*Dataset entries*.
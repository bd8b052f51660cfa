use thiserror::Error;

#[derive(Error, Debug)]
pub enum EngineError {
    #[error("Configuration error: {0}")]
    ConfigError(String),

    #[error("Configuration parse error: {source}")]
    ConfigParseError {
        #[from]
        source: serde_json::Error,
    },

    #[error("CSV parsing system error: {source}")]
    CsvSystemError {
        #[from]
        source: csv::Error,
    },

    #[error("I/O error: {source}")]
    IoError {
        #[from]
        source: std::io::Error,
    },

    #[error("CSV data format error: {0}")]
    CsvDataFormatError(String),

    #[error("Chart build error: {0}")]
    ChartError(String),

    // Catch-all for anyhow errors when direct conversion is suitable
    #[error(transparent)]
    AnyhowError(#[from] anyhow::Error),
}

#[cfg(test)]
mod tests {
    use super::*;

    #[test]
    fn test_error_messages() {
        let err = EngineError::CsvDataFormatError("Missing column 'value'".to_string());
        assert_eq!(err.to_string(), "CSV data format error: Missing column 'value'");

        let io = std::io::Error::new(std::io::ErrorKind::NotFound, "gone");
        let err: EngineError = io.into();
        assert!(matches!(err, EngineError::IoError { .. }));
        assert!(err.to_string().starts_with("I/O error:"));
    }

    #[test]
    fn test_json_error_converts_to_parse_error() {
        let err: EngineError = serde_json::from_str::<serde_json::Value>("{").unwrap_err().into();
        assert!(matches!(err, EngineError::ConfigParseError { .. }));
    }
}
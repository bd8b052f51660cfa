// Engine command-line entry point
use anyhow::{Context, Result};
use clap::{Parser, Subcommand, ValueEnum};
use engine::config::settings::{BarSettings, BarSort, ChartSettings, EngineSettings, SankeySettings};
use engine::services::ChartService;
use shared::models::{ChartData, ChartKind};
use shared::number::{format_grouped, normalize};
use std::io::{self, BufRead, Read, Write};
use std::path::PathBuf;
use tracing::{info, warn};
use tracing_subscriber::EnvFilter;

#[derive(Parser, Debug)]
#[command(name = "engine", about = "Build bar and Sankey chart datasets from CSV files")]
struct Cli {
    #[command(subcommand)]
    command: Command,
}

#[derive(Subcommand, Debug)]
enum Command {
    /// Build a chart dataset from a CSV file and print it.
    Chart(ChartArgs),
    /// Normalize human-formatted numbers ("$1,234.56", "(500)", "1.234,5") into integers.
    Normalize(NormalizeArgs),
}

#[derive(Parser, Debug)]
struct ChartArgs {
    /// CSV file to read, or `-` for stdin.
    #[arg(long, short)]
    input: PathBuf,

    /// JSON settings file. Flags below override its values.
    #[arg(long, short)]
    config: Option<PathBuf>,

    #[arg(long, value_enum)]
    chart: Option<ChartArg>,

    #[arg(long)]
    label_column: Option<String>,

    #[arg(long)]
    value_column: Option<String>,

    #[arg(long)]
    source_column: Option<String>,

    #[arg(long)]
    target_column: Option<String>,

    /// Bar order.
    #[arg(long, value_enum)]
    sort: Option<SortArg>,

    /// Keep only the first N bars after sorting.
    #[arg(long)]
    limit: Option<usize>,

    #[arg(long)]
    delimiter: Option<char>,

    /// Treat the first row as data.
    #[arg(long)]
    no_headers: bool,

    #[arg(long, value_enum, default_value_t = OutputFormat::Json)]
    format: OutputFormat,
}

#[derive(Parser, Debug)]
struct NormalizeArgs {
    /// Values to normalize. Reads one value per line from stdin when none are given.
    #[arg(allow_hyphen_values = true)]
    values: Vec<String>,

    /// Print results with thousands separators.
    #[arg(long)]
    grouped: bool,
}

#[derive(ValueEnum, Clone, Copy, Debug, PartialEq, Eq)]
enum ChartArg {
    Bar,
    Sankey,
}

#[derive(ValueEnum, Clone, Copy, Debug, PartialEq, Eq)]
enum SortArg {
    Input,
    Desc,
    Asc,
}

impl From<SortArg> for BarSort {
    fn from(sort: SortArg) -> Self {
        match sort {
            SortArg::Input => BarSort::Input,
            SortArg::Desc => BarSort::Descending,
            SortArg::Asc => BarSort::Ascending,
        }
    }
}

#[derive(ValueEnum, Clone, Copy, Debug, PartialEq, Eq)]
enum OutputFormat {
    Json,
    Text,
}

fn main() -> Result<()> {
    // Logs go to stderr so stdout stays machine-readable
    tracing_subscriber::fmt()
        .with_env_filter(EnvFilter::try_from_default_env().unwrap_or_else(|_| EnvFilter::new("info")))
        .with_writer(io::stderr)
        .init();

    let cli = Cli::parse();
    let stdout = io::stdout();
    let mut out = stdout.lock();
    match cli.command {
        Command::Chart(args) => run_chart(&args, io::stdin().lock(), &mut out),
        Command::Normalize(args) => run_normalize(&args, io::stdin().lock(), &mut out),
    }
}

// `input` is only read when the CSV path is `-`
fn run_chart(args: &ChartArgs, input: impl Read, out: &mut impl Write) -> Result<()> {
    let settings = resolve_settings(args)?;
    let service = ChartService::new(settings)?;
    info!(
        input = %args.input.display(),
        kind = ?service.settings().chart.kind(),
        "Starting chart build"
    );

    let chart = if args.input.as_os_str() == "-" {
        let table = service.read_table(input)?;
        service.build_chart(&table)?
    } else {
        service
            .chart_from_csv(&args.input)
            .with_context(|| format!("Failed to build chart from '{}'", args.input.display()))?
    };

    match args.format {
        OutputFormat::Json => {
            serde_json::to_writer_pretty(&mut *out, &chart)?;
            writeln!(out)?;
        }
        OutputFormat::Text => write_text(out, &chart)?,
    }
    Ok(())
}

fn resolve_settings(args: &ChartArgs) -> Result<EngineSettings> {
    let mut settings = match &args.config {
        Some(path) => EngineSettings::load(path)
            .with_context(|| format!("Failed to load settings from '{}'", path.display()))?,
        None => EngineSettings::default(),
    };

    if let Some(delimiter) = args.delimiter {
        settings.csv.delimiter = delimiter;
    }
    if args.no_headers {
        settings.csv.has_headers = false;
    }

    match args.chart {
        Some(ChartArg::Bar) if !matches!(settings.chart, ChartSettings::Bar(_)) => {
            settings.chart = ChartSettings::Bar(BarSettings::default());
        }
        Some(ChartArg::Sankey) if !matches!(settings.chart, ChartSettings::Sankey(_)) => {
            settings.chart = ChartSettings::Sankey(SankeySettings::default());
        }
        _ => {}
    }

    match &mut settings.chart {
        ChartSettings::Bar(bar) => {
            if let Some(column) = &args.label_column {
                bar.label_column = column.clone();
            }
            if let Some(column) = &args.value_column {
                bar.value_column = column.clone();
            }
            if let Some(sort) = args.sort {
                bar.sort = sort.into();
            }
            if let Some(limit) = args.limit {
                bar.limit = Some(limit);
            }
        }
        ChartSettings::Sankey(sankey) => {
            if let Some(column) = &args.source_column {
                sankey.source_column = column.clone();
            }
            if let Some(column) = &args.target_column {
                sankey.target_column = column.clone();
            }
            if let Some(column) = &args.value_column {
                sankey.value_column = column.clone();
            }
        }
    }

    let kind = settings.chart.kind();
    for flag in ignored_flags(args, kind) {
        warn!(flag, kind = ?kind, "Flag does not apply to this chart kind and is ignored");
    }

    settings.validate()?;
    Ok(settings)
}

fn ignored_flags(args: &ChartArgs, kind: ChartKind) -> Vec<&'static str> {
    let flags = match kind {
        ChartKind::Bar => vec![
            ("--source-column", args.source_column.is_some()),
            ("--target-column", args.target_column.is_some()),
        ],
        ChartKind::Sankey => vec![
            ("--label-column", args.label_column.is_some()),
            ("--sort", args.sort.is_some()),
            ("--limit", args.limit.is_some()),
        ],
    };
    flags.into_iter().filter(|(_, given)| *given).map(|(flag, _)| flag).collect()
}

fn write_text(out: &mut impl Write, chart: &ChartData) -> io::Result<()> {
    match chart {
        ChartData::Bar(series) => {
            writeln!(out, "{}", series.name)?;
            for datum in &series.data {
                writeln!(out, "{}\t{}", datum.label, format_grouped(datum.value))?;
            }
            writeln!(out, "total\t{}", format_grouped(series.total()))?;
        }
        ChartData::Sankey(graph) => {
            for link in &graph.links {
                writeln!(
                    out,
                    "{} -> {}\t{}",
                    graph.nodes[link.source].name,
                    graph.nodes[link.target].name,
                    format_grouped(link.value)
                )?;
            }
            writeln!(out, "total\t{}", format_grouped(graph.total_flow()))?;
        }
    }
    Ok(())
}

fn run_normalize(args: &NormalizeArgs, input: impl BufRead, out: &mut impl Write) -> Result<()> {
    let values = if args.values.is_empty() {
        input
            .lines()
            .collect::<io::Result<Vec<_>>>()
            .context("Failed to read values from stdin")?
    } else {
        args.values.clone()
    };

    for value in &values {
        let number = normalize(value.as_str());
        if args.grouped {
            writeln!(out, "{}", format_grouped(number))?;
        } else {
            writeln!(out, "{}", number)?;
        }
    }
    Ok(())
}
// Chart dataset builders
pub mod bar;
pub mod sankey;

use crate::config::settings::ChartSettings;
use crate::data::table::Table;
use crate::error::EngineError;
use serde_json::Value;
use shared::models::{ChartData, ChartKind};

pub use bar::BarChartBuilder;
pub use sankey::SankeyChartBuilder;

// Common trait for all chart builders
pub trait ChartBuilder: Send + Sync {
    fn kind(&self) -> ChartKind;
    fn parameters(&self) -> Value; // Column mapping and options used by this builder
    fn build(&self, table: &Table) -> Result<ChartData, EngineError>;
}

pub fn builder_for(settings: &ChartSettings) -> Box<dyn ChartBuilder> {
    match settings {
        ChartSettings::Bar(bar) => Box::new(BarChartBuilder::new(bar.clone())),
        ChartSettings::Sankey(sankey) => Box::new(SankeyChartBuilder::new(sankey.clone())),
    }
}
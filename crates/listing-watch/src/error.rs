//! Error types for sweeps and watcher setup

use listing_client::Item;

/// A sweep that ended without reaching its stopping condition.
///
/// Both variants carry the items accumulated before the failure.
#[derive(Debug, thiserror::Error)]
pub enum SweepError {
    #[error(
        "requested too many items, the listing does not keep this many ({count} accumulated)",
        count = .partial.len()
    )]
    FeedExhausted { partial: Vec<Item> },

    #[error("page fetch failed after {attempts} attempts: {source}")]
    Page {
        source: listing_client::Error,
        attempts: u32,
        partial: Vec<Item>,
    },
}

impl SweepError {
    pub fn partial(&self) -> &[Item] {
        match self {
            SweepError::FeedExhausted { partial } | SweepError::Page { partial, .. } => partial,
        }
    }

    /// Short label for logs and metrics.
    pub fn kind(&self) -> &'static str {
        match self {
            SweepError::FeedExhausted { .. } => "feed_exhausted",
            SweepError::Page { .. } => "page_fetch",
        }
    }
}

/// Errors from watcher construction and subscription.
#[derive(Debug, thiserror::Error)]
pub enum Error {
    #[error("event type {event:?} not recognized, use a valid event type like: error or {expected}")]
    UnknownEvent { event: String, expected: String },

    #[error("invalid listing type: {0}")]
    InvalidListing(String),
}

/// Result alias for watcher operations.
pub type Result<T> = std::result::Result<T, Error>;
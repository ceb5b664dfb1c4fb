//! Bounded FIFO of recently emitted identifiers

use std::collections::{HashSet, VecDeque};

/// Remembers the last `capacity` identifiers, oldest evicted first.
#[derive(Debug, Clone)]
pub struct SeenHistory {
    capacity: usize,
    order: VecDeque<String>,
    members: HashSet<String>,
}

impl SeenHistory {
    pub fn new(capacity: usize) -> Self {
        Self {
            capacity,
            order: VecDeque::with_capacity(capacity + 1),
            members: HashSet::with_capacity(capacity + 1),
        }
    }

    /// Record `name`. Returns `false` if it was already present.
    pub fn insert(&mut self, name: &str) -> bool {
        if self.members.contains(name) {
            return false;
        }
        self.order.push_back(name.to_string());
        self.members.insert(name.to_string());

        while self.order.len() > self.capacity {
            if let Some(evicted) = self.order.pop_front() {
                self.members.remove(&evicted);
            }
        }
        true
    }

    pub fn contains(&self, name: &str) -> bool {
        self.members.contains(name)
    }

    pub fn len(&self) -> usize {
        self.order.len()
    }

    pub fn is_empty(&self) -> bool {
        self.order.is_empty()
    }

    pub fn capacity(&self) -> usize {
        self.capacity
    }
}
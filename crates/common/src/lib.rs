//! Shared types for the listing watcher workspace

mod error;
mod retry;
mod secret;

pub use error::{Error, Result};
pub use retry::{Backoff, RetryPolicy};
pub use secret::Secret;
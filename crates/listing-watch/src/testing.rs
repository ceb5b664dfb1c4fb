//! Scripted in-memory page source for sweep and watcher tests

use std::collections::VecDeque;
use std::future::Future;
use std::pin::Pin;
use std::sync::Mutex;

use listing_client::{Error, Item, PageSource, Result};

pub(crate) fn item(name: &str) -> Item {
    Item::new(name, serde_json::json!({ "name": name }))
}

pub(crate) fn page(names: &[&str]) -> Vec<Item> {
    names.iter().map(|n| item(n)).collect()
}

pub(crate) fn names(items: &[Item]) -> Vec<String> {
    items.iter().map(|i| i.name.clone()).collect()
}

pub(crate) fn failure() -> Result<Vec<Item>> {
    Err(Error::Status { status: 500 })
}

/// Replays queued responses in order; an empty queue yields empty pages.
#[derive(Default)]
pub(crate) struct ScriptedSource {
    responses: Mutex<VecDeque<Result<Vec<Item>>>>,
    calls: Mutex<Vec<(String, Option<String>)>>,
}

impl ScriptedSource {
    pub(crate) fn new(responses: Vec<Result<Vec<Item>>>) -> Self {
        Self {
            responses: Mutex::new(responses.into()),
            calls: Mutex::new(Vec::new()),
        }
    }

    /// Every `(path, after)` requested so far.
    pub(crate) fn calls(&self) -> Vec<(String, Option<String>)> {
        self.calls.lock().unwrap().clone()
    }

    pub(crate) fn cursors(&self) -> Vec<Option<String>> {
        self.calls().into_iter().map(|(_, after)| after).collect()
    }
}

impl PageSource for ScriptedSource {
    fn id(&self) -> &str {
        "scripted"
    }

    fn fetch_page<'a>(
        &'a self,
        path: &'a str,
        after: Option<&'a str>,
    ) -> Pin<Box<dyn Future<Output = Result<Vec<Item>>> + Send + 'a>> {
        self.calls
            .lock()
            .unwrap()
            .push((path.to_string(), after.map(str::to_string)));
        let next = self.responses.lock().unwrap().pop_front();
        Box::pin(async move { next.unwrap_or_else(|| Ok(Vec::new())) })
    }
}
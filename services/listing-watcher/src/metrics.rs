//! Prometheus metrics exposition
//!
//! - `watcher_items_emitted_total` (counter): label `watcher`
//! - `watcher_errors_total` (counter): labels `watcher`, `kind`
//! - `watchers_running` (gauge)

use metrics_exporter_prometheus::{PrometheusBuilder, PrometheusHandle};

/// Install the Prometheus recorder and return a handle for rendering metrics.
pub fn install_recorder() -> PrometheusHandle {
    PrometheusBuilder::new()
        .install_recorder()
        .expect("failed to install Prometheus recorder")
}

pub fn record_item(watcher: &str) {
    metrics::counter!("watcher_items_emitted_total", "watcher" => watcher.to_string()).increment(1);
}

/// Record a failed poll cycle with the sweep error classification.
pub fn record_error(watcher: &str, kind: &str) {
    metrics::counter!(
        "watcher_errors_total",
        "watcher" => watcher.to_string(),
        "kind" => kind.to_string()
    )
    .increment(1);
}

pub fn set_watchers_running(count: usize) {
    metrics::gauge!("watchers_running").set(count as f64);
}
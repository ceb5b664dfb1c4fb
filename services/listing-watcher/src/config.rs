//! Configuration types and loading
//!
//! Config precedence: CLI args > env vars > config file > defaults.
//! The app secret and account password are loaded from LISTING_APP_SECRET /
//! LISTING_PASSWORD or from `app_secret_file` / `password_file`, never
//! stored in the TOML directly.

use common::Secret;
use listing_watch::FeedTarget;
use serde::Deserialize;
use std::net::SocketAddr;
use std::path::{Path, PathBuf};

pub const APP_SECRET_ENV: &str = "LISTING_APP_SECRET";
pub const PASSWORD_ENV: &str = "LISTING_PASSWORD";

/// Root configuration
#[derive(Debug, Deserialize)]
pub struct Config {
    pub client: ClientConfig,
    #[serde(default)]
    pub account: Option<AccountConfig>,
    #[serde(default)]
    pub server: Option<ServerConfig>,
    #[serde(default, rename = "watch")]
    pub watches: Vec<WatchConfig>,
}

/// Outbound request settings shared by every watcher
#[derive(Debug, Deserialize)]
pub struct ClientConfig {
    pub user_agent: String,
    #[serde(default = "default_requests_per_minute")]
    pub requests_per_minute: u32,
    #[serde(default = "default_automatic_retries")]
    pub automatic_retries: bool,
    /// Whole-request timeout for every outbound call, including the token exchange
    #[serde(default = "default_timeout_secs")]
    pub timeout_secs: u64,
    #[serde(default)]
    pub api_origin: Option<String>,
    #[serde(default)]
    pub token_endpoint: Option<String>,
    #[serde(default)]
    pub public_origin: Option<String>,
}

/// Account used for the password grant. Absent: feeds are read anonymously.
#[derive(Debug, Deserialize)]
pub struct AccountConfig {
    pub app_id: String,
    pub username: String,
    #[serde(skip)]
    pub app_secret: Option<Secret<String>>,
    #[serde(default)]
    pub app_secret_file: Option<PathBuf>,
    #[serde(skip)]
    pub password: Option<Secret<String>>,
    #[serde(default)]
    pub password_file: Option<PathBuf>,
}

/// Health and metrics listener
#[derive(Debug, Deserialize)]
pub struct ServerConfig {
    pub listen_addr: SocketAddr,
    #[serde(default = "default_max_connections")]
    pub max_connections: usize,
}

/// One `[[watch]]` entry
#[derive(Debug, Clone, Deserialize, PartialEq, Eq)]
#[serde(tag = "target", rename_all = "lowercase")]
pub enum WatchConfig {
    Comments {
        subreddit: String,
    },
    Posts {
        subreddit: String,
    },
    Multi {
        user: String,
        multi: String,
    },
    Listing {
        #[serde(default)]
        subreddit: Option<String>,
        #[serde(default = "default_listing")]
        listing: String,
        #[serde(default = "default_limit")]
        limit: usize,
    },
}

impl WatchConfig {
    pub fn target(&self) -> listing_watch::Result<FeedTarget> {
        match self {
            WatchConfig::Comments { subreddit } => Ok(FeedTarget::comments(subreddit)),
            WatchConfig::Posts { subreddit } => Ok(FeedTarget::posts(subreddit)),
            WatchConfig::Multi { user, multi } => Ok(FeedTarget::multi(user, multi)),
            WatchConfig::Listing {
                subreddit,
                listing,
                limit,
            } => FeedTarget::listing(subreddit.as_deref(), listing, *limit),
        }
    }

    fn validate(&self, field: &str) -> common::Result<()> {
        let required = |name: &str, value: &str| {
            if value.trim().is_empty() {
                Err(common::Error::invalid(
                    &format!("{field}.{name}"),
                    "must not be empty",
                ))
            } else {
                Ok(())
            }
        };
        match self {
            WatchConfig::Comments { subreddit } | WatchConfig::Posts { subreddit } => {
                required("subreddit", subreddit)?
            }
            WatchConfig::Multi { user, multi } => {
                required("user", user)?;
                required("multi", multi)?;
            }
            WatchConfig::Listing { limit, .. } => {
                if *limit == 0 {
                    return Err(common::Error::invalid(
                        &format!("{field}.limit"),
                        "must be greater than 0",
                    ));
                }
            }
        }
        self.target()
            .map(|_| ())
            .map_err(|e| common::Error::invalid(field, e))
    }
}

fn default_requests_per_minute() -> u32 {
    60
}

fn default_automatic_retries() -> bool {
    true
}

fn default_timeout_secs() -> u64 {
    30
}

fn default_max_connections() -> usize {
    64
}

fn default_listing() -> String {
    "hot".into()
}

fn default_limit() -> usize {
    25
}

impl Config {
    /// Load configuration from a TOML file, then overlay environment variables.
    ///
    /// Secret resolution order (per secret):
    /// 1. env var
    /// 2. `*_file` path from config
    pub fn load(path: &Path) -> common::Result<Self> {
        let contents = std::fs::read_to_string(path)?;
        Self::parse(&contents)
    }

    pub fn parse(contents: &str) -> common::Result<Self> {
        let mut config: Config = toml::from_str(contents)?;

        if config.client.user_agent.trim().is_empty() {
            return Err(common::Error::invalid(
                "client.user_agent",
                "must not be empty",
            ));
        }

        if config.client.requests_per_minute == 0 {
            return Err(common::Error::invalid(
                "client.requests_per_minute",
                "must be greater than 0",
            ));
        }

        if config.client.timeout_secs == 0 {
            return Err(common::Error::invalid(
                "client.timeout_secs",
                "must be greater than 0",
            ));
        }

        if config.watches.is_empty() {
            return Err(common::Error::invalid(
                "watch",
                "at least one [[watch]] entry is required",
            ));
        }
        for (i, watch) in config.watches.iter().enumerate() {
            watch.validate(&format!("watch[{i}]"))?;
        }

        if config.server.as_ref().is_some_and(|s| s.max_connections == 0) {
            return Err(common::Error::invalid(
                "server.max_connections",
                "must be greater than 0",
            ));
        }

        if let Some(account) = config.account.as_mut() {
            if account.app_id.trim().is_empty() {
                return Err(common::Error::invalid("account.app_id", "must not be empty"));
            }
            if account.username.trim().is_empty() {
                return Err(common::Error::invalid(
                    "account.username",
                    "must not be empty",
                ));
            }
            account.app_secret = Some(resolve_secret(
                "app_secret",
                APP_SECRET_ENV,
                "app_secret_file",
                account.app_secret_file.as_deref(),
            )?);
            account.password = Some(resolve_secret(
                "password",
                PASSWORD_ENV,
                "password_file",
                account.password_file.as_deref(),
            )?);
        }

        Ok(config)
    }

    /// Resolve config file path from CLI arg or CONFIG_PATH env var.
    pub fn resolve_path(cli_path: Option<&str>) -> PathBuf {
        if let Some(p) = cli_path {
            return PathBuf::from(p);
        }
        if let Ok(p) = std::env::var("CONFIG_PATH") {
            return PathBuf::from(p);
        }
        PathBuf::from("listing-watcher.toml")
    }
}

/// Env var takes precedence over file.
fn resolve_secret(
    name: &'static str,
    env: &'static str,
    file_field: &'static str,
    file: Option<&Path>,
) -> common::Result<Secret<String>> {
    if let Ok(value) = std::env::var(env)
        && !value.trim().is_empty()
    {
        return Ok(Secret::new(value.trim().to_owned()));
    }
    if let Some(path) = file {
        let secret = Secret::from_file(path).map_err(|e| {
            common::Error::Config(format!(
                "failed to read {file_field} {}: {e}",
                path.display()
            ))
        })?;
        if let Some(secret) = secret {
            return Ok(secret);
        }
    }
    Err(common::Error::MissingSecret {
        name,
        env,
        file_field,
    })
}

*What you will do*.
Your answer must consist solely of the lines from the top of the entries above through the line containing "#[error(transparent)]", copied exactly, both ends included.

*Result*.
repository bd8b052f51660cfa
use thiserror::Error;

#[derive(Error, Debug)]
pub enum EngineError {
    #[error("Configuration error: {0}")]
    ConfigError(String),

    #[error("Configuration parse error: {source}")]
    ConfigParseError {
        #[from]
        source: serde_json::Error,
    },

    #[error("CSV parsing system error: {source}")]
    CsvSystemError {
        #[from]
        source: csv::Error,
    },

    #[error("I/O error: {source}")]
    IoError {
        #[from]
        source: std::io::Error,
    },

    #[error("CSV data format error: {0}")]
    CsvDataFormatError(String),

    #[error("Chart build error: {0}")]
    ChartError(String),

    // Catch-all for anyhow errors when direct conversion is suitable
    #[error(transparent)]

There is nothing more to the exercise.